◆ How to complete this task ◆
Determine how many lines in the records below include the word "JoinHandle" and output that number alone.

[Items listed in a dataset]
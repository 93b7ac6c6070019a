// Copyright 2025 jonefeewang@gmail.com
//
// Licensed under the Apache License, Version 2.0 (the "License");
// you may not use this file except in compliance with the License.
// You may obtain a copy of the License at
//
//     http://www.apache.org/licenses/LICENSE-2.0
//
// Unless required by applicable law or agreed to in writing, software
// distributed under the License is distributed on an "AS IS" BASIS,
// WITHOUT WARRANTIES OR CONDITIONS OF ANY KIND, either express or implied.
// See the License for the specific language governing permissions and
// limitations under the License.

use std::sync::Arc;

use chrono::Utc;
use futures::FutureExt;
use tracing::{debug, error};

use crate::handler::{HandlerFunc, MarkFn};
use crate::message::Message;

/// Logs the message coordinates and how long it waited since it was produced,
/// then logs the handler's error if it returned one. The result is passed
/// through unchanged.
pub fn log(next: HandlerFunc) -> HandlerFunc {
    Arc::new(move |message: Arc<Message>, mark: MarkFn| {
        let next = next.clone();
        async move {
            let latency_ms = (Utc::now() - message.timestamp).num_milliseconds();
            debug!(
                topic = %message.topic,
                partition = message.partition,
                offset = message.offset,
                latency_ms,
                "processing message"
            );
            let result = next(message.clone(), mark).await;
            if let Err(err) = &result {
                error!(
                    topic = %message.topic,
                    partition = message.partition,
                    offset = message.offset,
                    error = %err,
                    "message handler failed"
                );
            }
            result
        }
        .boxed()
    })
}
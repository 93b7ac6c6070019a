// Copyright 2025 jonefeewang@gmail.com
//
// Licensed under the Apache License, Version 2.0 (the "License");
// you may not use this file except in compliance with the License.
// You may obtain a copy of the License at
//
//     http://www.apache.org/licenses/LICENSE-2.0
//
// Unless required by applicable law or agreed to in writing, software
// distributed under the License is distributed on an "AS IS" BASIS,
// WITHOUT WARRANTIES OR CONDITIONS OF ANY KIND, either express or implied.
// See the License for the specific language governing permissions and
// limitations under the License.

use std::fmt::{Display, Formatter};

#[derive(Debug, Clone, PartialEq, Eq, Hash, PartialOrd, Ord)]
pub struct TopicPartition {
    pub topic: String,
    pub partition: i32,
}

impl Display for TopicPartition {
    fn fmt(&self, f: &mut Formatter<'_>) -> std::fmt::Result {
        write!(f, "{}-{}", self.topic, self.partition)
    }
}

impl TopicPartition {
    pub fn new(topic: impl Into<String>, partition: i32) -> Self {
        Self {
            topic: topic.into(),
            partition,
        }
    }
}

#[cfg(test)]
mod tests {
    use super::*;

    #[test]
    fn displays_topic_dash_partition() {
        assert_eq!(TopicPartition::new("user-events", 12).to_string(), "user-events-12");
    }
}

...

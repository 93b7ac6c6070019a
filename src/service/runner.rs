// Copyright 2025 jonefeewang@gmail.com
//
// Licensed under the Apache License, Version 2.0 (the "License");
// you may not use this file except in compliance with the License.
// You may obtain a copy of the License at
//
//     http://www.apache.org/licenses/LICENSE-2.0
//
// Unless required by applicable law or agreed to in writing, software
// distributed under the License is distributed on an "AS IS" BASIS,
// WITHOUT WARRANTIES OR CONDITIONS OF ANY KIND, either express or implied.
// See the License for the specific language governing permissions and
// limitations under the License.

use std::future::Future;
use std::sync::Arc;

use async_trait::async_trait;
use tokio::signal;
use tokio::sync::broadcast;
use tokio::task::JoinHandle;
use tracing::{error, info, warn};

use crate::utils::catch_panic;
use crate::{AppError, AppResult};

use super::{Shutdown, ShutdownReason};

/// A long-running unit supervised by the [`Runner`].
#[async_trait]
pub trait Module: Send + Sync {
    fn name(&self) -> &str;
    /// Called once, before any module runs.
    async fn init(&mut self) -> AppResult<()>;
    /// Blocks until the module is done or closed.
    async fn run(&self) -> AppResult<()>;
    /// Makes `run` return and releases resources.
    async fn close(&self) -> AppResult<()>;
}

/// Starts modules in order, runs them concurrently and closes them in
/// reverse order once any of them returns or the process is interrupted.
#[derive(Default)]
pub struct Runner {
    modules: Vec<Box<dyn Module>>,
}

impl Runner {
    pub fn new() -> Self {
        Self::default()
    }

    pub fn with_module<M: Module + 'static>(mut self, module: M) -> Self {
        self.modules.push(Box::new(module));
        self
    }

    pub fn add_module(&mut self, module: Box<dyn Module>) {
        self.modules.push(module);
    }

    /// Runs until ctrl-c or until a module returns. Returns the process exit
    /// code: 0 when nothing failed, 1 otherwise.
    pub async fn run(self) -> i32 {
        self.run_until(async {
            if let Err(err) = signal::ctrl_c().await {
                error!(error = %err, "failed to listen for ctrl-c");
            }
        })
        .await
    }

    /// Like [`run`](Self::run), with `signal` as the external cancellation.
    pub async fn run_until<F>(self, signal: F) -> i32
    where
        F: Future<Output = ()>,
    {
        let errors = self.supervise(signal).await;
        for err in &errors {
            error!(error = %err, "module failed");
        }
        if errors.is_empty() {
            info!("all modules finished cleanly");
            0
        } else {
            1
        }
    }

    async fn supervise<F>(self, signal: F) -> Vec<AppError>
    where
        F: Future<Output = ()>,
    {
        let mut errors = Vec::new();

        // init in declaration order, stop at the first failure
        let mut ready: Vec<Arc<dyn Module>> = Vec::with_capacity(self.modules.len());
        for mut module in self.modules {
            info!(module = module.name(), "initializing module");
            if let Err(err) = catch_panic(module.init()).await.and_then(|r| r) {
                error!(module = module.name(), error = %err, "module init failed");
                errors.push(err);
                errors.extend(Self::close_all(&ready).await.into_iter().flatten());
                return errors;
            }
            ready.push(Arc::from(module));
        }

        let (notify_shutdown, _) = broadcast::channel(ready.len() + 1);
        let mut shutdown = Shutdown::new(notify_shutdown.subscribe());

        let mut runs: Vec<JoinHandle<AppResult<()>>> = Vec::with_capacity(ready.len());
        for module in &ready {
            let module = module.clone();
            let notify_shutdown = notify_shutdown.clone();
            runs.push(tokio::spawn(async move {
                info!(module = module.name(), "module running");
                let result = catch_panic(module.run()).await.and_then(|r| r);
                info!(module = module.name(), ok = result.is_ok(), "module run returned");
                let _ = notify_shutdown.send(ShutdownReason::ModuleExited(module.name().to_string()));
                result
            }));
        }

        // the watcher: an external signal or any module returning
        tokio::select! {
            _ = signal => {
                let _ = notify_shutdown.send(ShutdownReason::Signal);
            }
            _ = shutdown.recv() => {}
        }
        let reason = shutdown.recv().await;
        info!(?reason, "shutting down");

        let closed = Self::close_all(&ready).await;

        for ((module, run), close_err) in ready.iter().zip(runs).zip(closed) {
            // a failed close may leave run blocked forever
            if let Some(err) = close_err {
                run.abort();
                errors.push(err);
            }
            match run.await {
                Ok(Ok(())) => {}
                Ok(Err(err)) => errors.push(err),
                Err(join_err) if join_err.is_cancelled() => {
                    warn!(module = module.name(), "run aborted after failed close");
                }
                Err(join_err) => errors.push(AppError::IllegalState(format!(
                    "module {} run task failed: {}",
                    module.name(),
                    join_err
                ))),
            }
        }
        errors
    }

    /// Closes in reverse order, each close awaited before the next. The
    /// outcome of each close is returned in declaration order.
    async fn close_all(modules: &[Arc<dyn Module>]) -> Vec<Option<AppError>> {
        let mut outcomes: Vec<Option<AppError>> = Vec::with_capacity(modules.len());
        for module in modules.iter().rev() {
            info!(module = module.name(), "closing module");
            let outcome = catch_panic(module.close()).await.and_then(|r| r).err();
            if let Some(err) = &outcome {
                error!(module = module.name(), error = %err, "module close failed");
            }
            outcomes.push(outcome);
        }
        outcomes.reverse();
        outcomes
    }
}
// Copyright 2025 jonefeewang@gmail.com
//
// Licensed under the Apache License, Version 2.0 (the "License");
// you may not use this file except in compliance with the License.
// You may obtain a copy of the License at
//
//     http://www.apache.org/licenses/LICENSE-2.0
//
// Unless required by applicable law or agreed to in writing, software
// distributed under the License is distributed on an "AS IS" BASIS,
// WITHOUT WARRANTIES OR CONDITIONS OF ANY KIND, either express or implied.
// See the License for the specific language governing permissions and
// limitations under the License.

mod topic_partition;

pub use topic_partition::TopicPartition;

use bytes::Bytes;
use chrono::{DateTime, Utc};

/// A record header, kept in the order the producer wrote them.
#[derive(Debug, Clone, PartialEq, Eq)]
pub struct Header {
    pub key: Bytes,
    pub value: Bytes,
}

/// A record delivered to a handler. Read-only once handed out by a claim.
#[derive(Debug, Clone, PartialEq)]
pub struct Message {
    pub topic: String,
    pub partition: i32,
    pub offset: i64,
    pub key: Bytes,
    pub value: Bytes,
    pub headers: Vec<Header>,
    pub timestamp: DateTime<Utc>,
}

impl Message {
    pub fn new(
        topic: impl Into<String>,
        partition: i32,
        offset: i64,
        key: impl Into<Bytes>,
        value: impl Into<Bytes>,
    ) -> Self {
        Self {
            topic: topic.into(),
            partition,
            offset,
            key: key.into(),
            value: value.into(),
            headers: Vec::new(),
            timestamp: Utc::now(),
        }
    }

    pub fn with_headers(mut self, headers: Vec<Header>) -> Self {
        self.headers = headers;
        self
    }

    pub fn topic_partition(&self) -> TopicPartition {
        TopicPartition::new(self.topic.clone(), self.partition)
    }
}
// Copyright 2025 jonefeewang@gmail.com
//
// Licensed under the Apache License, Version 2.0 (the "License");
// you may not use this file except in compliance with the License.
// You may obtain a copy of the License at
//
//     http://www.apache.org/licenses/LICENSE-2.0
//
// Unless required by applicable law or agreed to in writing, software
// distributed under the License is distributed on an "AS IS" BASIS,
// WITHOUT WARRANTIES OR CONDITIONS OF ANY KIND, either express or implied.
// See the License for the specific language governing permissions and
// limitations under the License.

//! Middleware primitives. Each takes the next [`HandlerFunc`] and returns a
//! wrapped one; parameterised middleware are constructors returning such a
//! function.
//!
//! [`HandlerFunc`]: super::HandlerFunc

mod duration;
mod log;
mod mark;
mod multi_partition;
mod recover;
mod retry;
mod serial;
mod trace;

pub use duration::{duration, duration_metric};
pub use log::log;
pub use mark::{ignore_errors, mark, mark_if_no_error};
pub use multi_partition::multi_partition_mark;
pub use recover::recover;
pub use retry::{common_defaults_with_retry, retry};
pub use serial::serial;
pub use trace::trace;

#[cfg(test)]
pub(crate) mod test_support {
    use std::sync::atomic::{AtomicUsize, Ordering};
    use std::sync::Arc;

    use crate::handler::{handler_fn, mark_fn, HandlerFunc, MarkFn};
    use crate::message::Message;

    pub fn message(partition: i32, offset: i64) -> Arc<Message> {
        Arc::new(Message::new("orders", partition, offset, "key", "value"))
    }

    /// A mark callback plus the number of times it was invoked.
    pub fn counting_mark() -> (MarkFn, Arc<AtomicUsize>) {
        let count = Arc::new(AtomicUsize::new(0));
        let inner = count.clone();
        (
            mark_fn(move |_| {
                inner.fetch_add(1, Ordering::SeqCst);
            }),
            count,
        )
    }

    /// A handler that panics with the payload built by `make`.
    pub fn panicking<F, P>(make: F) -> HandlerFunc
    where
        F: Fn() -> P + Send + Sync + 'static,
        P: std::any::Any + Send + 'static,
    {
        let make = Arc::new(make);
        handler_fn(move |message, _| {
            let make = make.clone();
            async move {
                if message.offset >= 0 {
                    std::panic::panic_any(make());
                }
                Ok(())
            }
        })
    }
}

◆ Task result ◆
2